Cada um é responsável pela interpretação que dá a seus problemas. Tanta gente ruim para morrer e que morre é o gado. (avó)
Amizade e lealdade com filho não é virtude, é obrigação. (a mãe)
Um gênio já disse que a vida só deveria ir até onde fosse a dignidade. (bisavó)
— O que é ingênua, pai? [Ser ingênua] é doce ou amargo? — Mais doce que amargo. Gente de boa-fé extrema é ingênua; gente que não percebe nuvens pesadas é ingênua. (o pai)
A filha, extremamente apegada à mãe, relativiza seu alcoolismo (a mãe acordava com as bochechas rosadas). E o pai, mesmo, liderando autoridade patriarcal em todas as esferas (até na altura da barra dos vestidos), parece condescender com isso. A narradora, então, se alonga na tristeza infinita da mãe: talvez a perda de um filho, talvez a frustração de viver enterrada numa fazenda.
Diferentemente do que afirma o editor Rodrigo Lacerda na orelha do romance, mesmo sob “anos e anos de silenciosa depuração desses temas”, não vejo elaboração sólida neste relato. A nostalgia rural é excessiva e, muitas vezes, simplória. Assim, a força do relato sobre o aborto não consentido será diluída por aquele excesso. (Creio que Lacerda, observador arguto, se refere à possibilidade de autoficção).

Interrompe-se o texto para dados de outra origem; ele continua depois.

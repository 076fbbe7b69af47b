//! Configuration constants and validation functions for the extractor.

use std::collections::HashSet;
use std::path::{Path, PathBuf};
use std::sync::LazyLock;

use regex::Regex;
use serde::{Deserialize, Serialize};

use crate::error::{ExtractorError, Result};
use crate::types::SectionTarget;

/// Version stamped into parsed documents.
pub const PARSER_VERSION: &str = "1.0.0";

/// Default first page to read, skipping title pages and tables of contents.
pub const DEFAULT_START_PAGE: u32 = 40;

/// Default horizontal tolerance handed to the page text provider.
pub const DEFAULT_X_TOLERANCE: u32 = 2;

/// Default vertical tolerance handed to the page text provider.
pub const DEFAULT_Y_TOLERANCE: u32 = 3;

/// Number of parse operations kept in the service history.
pub const HISTORY_LIMIT: usize = 1000;

/// Default directory for generated output files.
pub const DEFAULT_OUTPUT_DIR: &str = "output";

/// Section argument pattern: `ID=Title`.
#[allow(clippy::expect_used)] // Static regex that is guaranteed to be valid
static SECTION_ARG_PATTERN: LazyLock<Regex> = LazyLock::new(|| {
    Regex::new(r"^\s*([0-9A-Za-z][0-9A-Za-z.]*)\s*=\s*(\S.*?)\s*$").expect("valid regex")
});

/// Serialization format for parsed documents.
#[derive(Debug, Clone, Copy, Default, PartialEq, Eq, Serialize, Deserialize, clap::ValueEnum)]
#[serde(rename_all = "lowercase")]
pub enum OutputFormat {
    #[default]
    Json,
    Yaml,
}

impl OutputFormat {
    /// File extension for this format.
    #[must_use]
    pub fn extension(&self) -> &'static str {
        match self {
            Self::Json => "json",
            Self::Yaml => "yaml",
        }
    }
}

/// Configuration for regulation parsers.
///
/// All fields are plain values; nothing is read from the environment.
#[derive(Debug, Clone, PartialEq, Eq, Serialize, Deserialize)]
#[serde(default)]
pub struct ParserConfig {
    /// Path to the regulation document, overriding the parser's default.
    pub document_file_path: Option<PathBuf>,

    /// First page to read (1-based).
    pub pdf_start_page: u32,

    /// Horizontal tolerance for PDF text extraction.
    pub pdf_x_tolerance: u32,

    /// Vertical tolerance for PDF text extraction.
    pub pdf_y_tolerance: u32,

    /// Output format for parsed data.
    pub output_format: OutputFormat,

    /// Whether to include metadata in output.
    pub include_metadata: bool,

    /// Sections to extract, overriding the parser's defaults. Order is kept
    /// and ids must be unique.
    pub sections_to_extract: Option<Vec<SectionTarget>>,
}

impl Default for ParserConfig {
    fn default() -> Self {
        Self {
            document_file_path: None,
            pdf_start_page: DEFAULT_START_PAGE,
            pdf_x_tolerance: DEFAULT_X_TOLERANCE,
            pdf_y_tolerance: DEFAULT_Y_TOLERANCE,
            output_format: OutputFormat::Json,
            include_metadata: true,
            sections_to_extract: None,
        }
    }
}

impl ParserConfig {
    /// Set the document path override.
    #[must_use]
    pub fn with_document_file_path(mut self, path: impl Into<PathBuf>) -> Self {
        self.document_file_path = Some(path.into());
        self
    }

    /// Set the first page to read.
    #[must_use]
    pub fn with_start_page(mut self, page: u32) -> Self {
        self.pdf_start_page = page;
        self
    }

    /// Set the extraction tolerances.
    #[must_use]
    pub fn with_tolerances(mut self, x_tolerance: u32, y_tolerance: u32) -> Self {
        self.pdf_x_tolerance = x_tolerance;
        self.pdf_y_tolerance = y_tolerance;
        self
    }

    /// Set the sections to extract.
    #[must_use]
    pub fn with_sections(mut self, sections: impl IntoIterator<Item = SectionTarget>) -> Self {
        self.sections_to_extract = Some(sections.into_iter().collect());
        self
    }

    /// Set the output format.
    #[must_use]
    pub fn with_output_format(mut self, format: OutputFormat) -> Self {
        self.output_format = format;
        self
    }

    /// Load a configuration from a JSON file. Missing fields take defaults.
    pub fn from_json_file(path: &Path) -> Result<Self> {
        let content = std::fs::read_to_string(path)?;
        let config: Self = serde_json::from_str(&content)?;
        config.validate()?;
        Ok(config)
    }

    /// Check value ranges.
    ///
    /// # Examples
    /// ```
    /// use regclause_extractor::config::ParserConfig;
    ///
    /// assert!(ParserConfig::default().validate().is_ok());
    /// assert!(ParserConfig::default().with_start_page(0).validate().is_err());
    /// ```
    pub fn validate(&self) -> Result<()> {
        if self.pdf_start_page == 0 {
            return Err(ExtractorError::InvalidConfig(
                "pdf_start_page must be at least 1".to_string(),
            ));
        }
        if let Some(sections) = &self.sections_to_extract {
            if let Some(empty) = sections.iter().find(|s| s.id.trim().is_empty()) {
                return Err(ExtractorError::InvalidConfig(format!(
                    "section id must not be empty (title: '{}')",
                    empty.title
                )));
            }
            let mut seen = HashSet::new();
            if let Some(duplicate) = sections.iter().find(|s| !seen.insert(s.id.trim())) {
                return Err(ExtractorError::InvalidConfig(format!(
                    "section '{}' is listed more than once",
                    duplicate.id.trim()
                )));
            }
        }
        Ok(())
    }
}

/// Parse a section argument of the form `ID=Title`.
///
/// # Examples
/// ```
/// use regclause_extractor::config::parse_section_target;
///
/// let target = parse_section_target("5.2A=Creditworthiness assessment").unwrap();
/// assert_eq!(target.id, "5.2A");
/// assert_eq!(target.title, "Creditworthiness assessment");
/// assert!(parse_section_target("no title").is_err());
/// ```
pub fn parse_section_target(arg: &str) -> Result<SectionTarget> {
    let caps = SECTION_ARG_PATTERN.captures(arg).ok_or_else(|| {
        ExtractorError::InvalidConfig(format!(
            "invalid section '{arg}'. Expected ID=Title (e.g., 5.2A=Creditworthiness assessment)"
        ))
    })?;
    Ok(SectionTarget::new(&caps[1], &caps[2]))
}
//! Jurisdiction profiles: everything that distinguishes one document family.
//!
//! A profile is plain data plus one subsection strategy. The shared pipeline
//! in [`super::pipeline`] interprets it; adding a document family means
//! writing a new profile, not a new parser.

use std::path::PathBuf;

use serde_json::{Map, Value};

use crate::config::ParserConfig;
use crate::segmentation::{ClauseGrammar, PageTextCleaner, SectionRules, SubsectionStrategy};
use crate::types::{PageText, RegulationCountry, SectionTarget};

/// Where page extraction starts.
#[derive(Debug, Clone, Copy, PartialEq, Eq)]
pub enum StartPage {
    /// Use `pdf_start_page` from the parser configuration.
    Configured,

    /// Always start at this page, whatever the configuration says.
    Fixed(u32),
}

impl StartPage {
    /// The effective first page for a configuration.
    #[must_use]
    pub fn resolve(&self, config: &ParserConfig) -> u32 {
        match self {
            Self::Configured => config.pdf_start_page,
            Self::Fixed(page) => *page,
        }
    }
}

/// How the main section name of a clause is found.
#[derive(Debug, Clone, Copy, PartialEq, Eq)]
pub enum MainSectionRule {
    /// Look up the "N.N Title" heading line in the section pages.
    HeadingLookup,

    /// Use the title of the section being extracted.
    SectionTitle,
}

/// Content-sniffing rules for `validate()`.
#[derive(Debug, Clone, PartialEq, Eq)]
pub struct ValidationRules {
    /// Minimum number of pages in the whole document.
    pub min_pages: usize,

    /// Number of leading pages searched for markers.
    pub sniff_pages: usize,

    /// Phrases matched exactly.
    pub markers: Vec<String>,

    /// Phrases matched against lowercased page text (give them in lowercase).
    pub lowercase_markers: Vec<String>,
}

impl ValidationRules {
    /// Create rules with exact-match markers only.
    #[must_use]
    pub fn new(min_pages: usize, sniff_pages: usize, markers: &[&str]) -> Self {
        Self {
            min_pages,
            sniff_pages,
            markers: markers.iter().map(|m| (*m).to_string()).collect(),
            lowercase_markers: Vec::new(),
        }
    }

    /// Add markers matched case-insensitively.
    #[must_use]
    pub fn with_lowercase_markers(mut self, markers: &[&str]) -> Self {
        self.lowercase_markers
            .extend(markers.iter().map(|m| m.to_lowercase()));
        self
    }

    /// Whether any marker occurs on any of the pages.
    #[must_use]
    pub fn any_marker(&self, pages: &[PageText]) -> bool {
        pages.iter().filter(|p| !p.is_empty()).any(|page| {
            self.markers.iter().any(|m| page.text.contains(m.as_str())) || {
                let lower = page.text.to_lowercase();
                self.lowercase_markers
                    .iter()
                    .any(|m| lower.contains(m.as_str()))
            }
        })
    }
}

/// Complete description of one document family.
#[derive(Debug)]
pub struct JurisdictionProfile {
    /// Parser name reported by `parser_info()`.
    pub parser_name: String,

    /// Document type stamped on parsed documents (e.g. "UK_FCA_CONC").
    pub document_type: String,

    /// Country of origin.
    pub country: RegulationCountry,

    /// Document version, if the family carries one.
    pub version: Option<String>,

    /// Parser version recorded in metadata.
    pub parser_version: String,

    /// Default location of the source PDF.
    pub default_file_path: PathBuf,

    /// Sections extracted when the configuration does not name any.
    pub default_sections: Vec<SectionTarget>,

    /// First page to extract.
    pub start_page: StartPage,

    /// Content sniffing for `validate()`.
    pub validation: ValidationRules,

    /// Header and footer cleaning; `None` passes raw page text through.
    pub cleaner: Option<PageTextCleaner>,

    /// Section boundary rules.
    pub sections: SectionRules,

    /// Clause numbering grammar.
    pub grammar: ClauseGrammar,

    /// Main section naming.
    pub main_section: MainSectionRule,

    /// Subsection naming.
    pub subsection: Box<dyn SubsectionStrategy>,

    /// Record worked examples and case studies per clause.
    pub annotate_clauses: bool,

    /// Fixed entries added to `metadata.additional_info`.
    pub additional_info: Map<String, Value>,
}

impl JurisdictionProfile {
    /// Sections to extract under a configuration.
    #[must_use]
    pub fn sections_for<'a>(&'a self, config: &'a ParserConfig) -> &'a [SectionTarget] {
        config
            .sections_to_extract
            .as_deref()
            .filter(|sections| !sections.is_empty())
            .unwrap_or(self.default_sections.as_slice())
    }
}
#[cfg(test)]
mod tests {
    use super::*;
    use std::path::PathBuf;

    use serde_json::Map;

    use crate::parsers::RegulationParser;
    use crate::types::{Clause, DocumentMetadata, RegulationCountry};

    /// Parser that succeeds when its default path is "ok.pdf".
    struct StubParser {
        config: ParserConfig,
        document_type: &'static str,
        path: &'static str,
    }

    impl RegulationParser for StubParser {
        fn name(&self) -> &str {
            "StubParser"
        }

        fn version(&self) -> &str {
            "1.0.0"
        }

        fn config(&self) -> &ParserConfig {
            &self.config
        }

        fn default_file_path(&self) -> PathBuf {
            PathBuf::from(self.path)
        }

        fn supported_document_types(&self) -> Vec<String> {
            vec![self.document_type.to_string()]
        }

        fn validate(&self, path: &Path) -> bool {
            path == Path::new("ok.pdf")
        }

        fn parse(&self, path: &Path) -> Result<ParsedDocument> {
            if !self.validate(path) {
                return Err(ExtractorError::FileNotFound(path.to_path_buf()));
            }
            Ok(ParsedDocument {
                document_type: self.document_type.to_string(),
                version: None,
                country: RegulationCountry::Uk,
                clauses: vec![Clause::new("1", "1.1 G", "Firms should")],
                metadata: DocumentMetadata {
                    source_file: path.display().to_string(),
                    total_pages: 1,
                    sections_extracted: vec!["1".to_string()],
                    parser_version: None,
                    extraction_date: Local::now(),
                    country: RegulationCountry::Uk,
                    additional_info: Map::new(),
                },
            })
        }
    }

    fn service() -> ParserService {
        let mut registry = ParserRegistry::new();
        registry.register("uk", "GOOD", |config| {
            Box::new(StubParser {
                config,
                document_type: "UK_GOOD",
                path: "ok.pdf",
            })
        });
        registry.register("uk", "MISSING", |config| {
            Box::new(StubParser {
                config,
                document_type: "UK_MISSING",
                path: "missing.pdf",
            })
        });
        registry.register("eu", "MISSING", |config| {
            Box::new(StubParser {
                config,
                document_type: "EU_MISSING",
                path: "missing.pdf",
            })
        });
        ParserService::new(registry, ParserConfig::default())
    }

    #[test]
    fn test_parse_document_auto_selects_first_type() {
        let mut service = service();
        let document = service.parse_document("UK", None).unwrap();
        assert_eq!(document.document_type, "UK_GOOD");

        let history = service.history(None);
        assert_eq!(history.len(), 1);
        assert!(history[0].success);
        assert_eq!(history[0].clauses_extracted, Some(1));
        assert_eq!(history[0].file_path, "ok.pdf");
    }

    #[test]
    fn test_parse_failure_is_wrapped_and_recorded() {
        let mut service = service();
        let err = service.parse_document("uk", Some("MISSING")).unwrap_err();
        assert!(matches!(err, ExtractorError::ParseFailed { .. }));

        let history = service.history(None);
        assert!(!history[0].success);
        assert_eq!(history[0].file_path, "missing.pdf");
        assert!(history[0].error.as_deref().unwrap().contains("missing.pdf"));
    }

    #[test]
    fn test_registry_errors_pass_through() {
        let mut service = service();
        let err = service.parse_document("us", None).unwrap_err();
        assert!(matches!(err, ExtractorError::UnknownJurisdiction { .. }));
        let err = service.parse_document("uk", Some("NOPE")).unwrap_err();
        assert!(matches!(err, ExtractorError::UnknownDocumentType { .. }));
        assert_eq!(service.history(None).len(), 2);
        assert_eq!(service.history(None)[0].file_path, "unknown");
    }

    #[test]
    fn test_parse_all_keeps_successes() {
        let mut service = service();
        let documents = service.parse_all("uk").unwrap();
        assert_eq!(documents.len(), 1);
        assert_eq!(documents[0].0, "GOOD");
    }

    #[test]
    fn test_parse_all_fails_when_nothing_parses() {
        let mut service = service();
        let err = service.parse_all("eu").unwrap_err();
        assert_eq!(
            err.to_string(),
            "All parsers for jurisdiction 'eu' failed: eu:MISSING: Regulation file not found: missing.pdf"
        );
    }

    #[test]
    fn test_validate_document() {
        let service = service();
        let outcome = service.validate_document(Path::new("ok.pdf"), None, None);
        assert!(outcome.valid);
        assert_eq!(outcome.jurisdiction.as_deref(), Some("uk"));
        assert_eq!(outcome.document_type.as_deref(), Some("GOOD"));

        let outcome = service.validate_document(Path::new("ok.pdf"), Some("eu"), Some("MISSING"));
        assert!(outcome.valid);

        assert!(!service.validate_document(Path::new("other.pdf"), None, None).valid);
        assert!(!service.validate_document(Path::new("ok.pdf"), Some("us"), Some("X")).valid);
    }

    #[test]
    fn test_history_limit_and_clear() {
        let mut service = service();
        for _ in 0..3 {
            service.parse_document("uk", Some("GOOD")).unwrap();
        }
        assert_eq!(service.history(Some(2)).len(), 2);
        assert_eq!(service.history(Some(0)).len(), 3);

        service.clear_history();
        assert!(service.history(None).is_empty());
    }

    #[test]
    fn test_history_is_bounded() {
        let mut service = service();
        for _ in 0..HISTORY_LIMIT + 5 {
            let _ = service.parse_document("us", None);
        }
        assert_eq!(service.history(None).len(), HISTORY_LIMIT);
    }

    #[test]
    fn test_supported_formats() {
        let service = service();
        assert_eq!(
            service.supported_formats(),
            vec![("uk", vec!["GOOD", "MISSING"]), ("eu", vec!["MISSING"])]
        );
    }
}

Porém, a primeira pessoa onisciente em memórias não cria autobiografia por si só — que, na terceira pessoa, ganharia mais intensidade.
Correndo o risco de me repetir ao ler tantas obras femininas contemporâneas, lembro que a literatura feita por mulheres foi definida há mais de 50 anos por Gilda de Mello e Souza como uma construção de “olhar míope” — que enxerga com precisão somente o que está perto, incapaz de ver claramente longe da janela. Creio que algumas de nossas escritoras ainda não superaram essa miopia.
Nesta narrativa, por exemplo, os olhos de tudo o que está na fazenda, nos vestidos, nos vestígios, na toalha da mesa remete a uma literatura ainda sem fôlego para seguir em grandes questões. Como se fosse obrigatório, muitas autoras ainda se equilibram na miudeza das descrições:
(…) vestido de linho rosa, o mais bonito que a vi usando a vida toda. Tinha decote quadrado, mangas muito curtinhas e um pouco armadas, o que ficava bem em seus braços magros e longos. Era justo até a cintura, e a partir dali, algumas pregas bem largas se abriam, indo até a altura do joelho. Era esse o comprimento mais curto que meu pai permitia.
Caras autoras (e não falo somente sobre Lu Lacerda), descrevam menos decotes e mangas, e alonguem-se nas razões sociais de o comprimento não passar do joelho. Não usem um viés didático na cena, das mais comuns, de como preparar a cocaína — que conheceu (quem mais?) pelas mãos do namorado rico. Tudo fica meio maniqueísta.
Ele tirou o pó branco de um saquinho, pegou um prato, aqueceu, colocou ali a droga e, depois de separá-la com um cartão de crédito, fez as linhas formando meu nome; certamente aquilo para ele significava uma homenagem.
A temática feminina de libertação e poder (ostensiva numa das epígrafes autora: Pela autonomia de todas as mulheres) anula-se quando o comprimento do vestido, o aborto forçado, o tempero da casa, o alcoolismo e a cocaína — tudo emerge nas mãos dos homens. Bisavó, avó, mãe e a própria narradora não conseguem, sem levante nem rebelião, forças para conduzir o próprio destino.
Se a autora pretendeu expor maturidade e autoconhecimento feminino no presente em que narra, talvez não tenha sido, ainda, bem-sucedida. Terminamos de ler a obra e nos perguntamos: será que apenas o registro em livro das vicissitudes do clássico patriarcalismo faz de uma mulher uma fortaleza? Creio que não. “A saudade não viaja bem”, como disse na obra a avó de Maria Clara.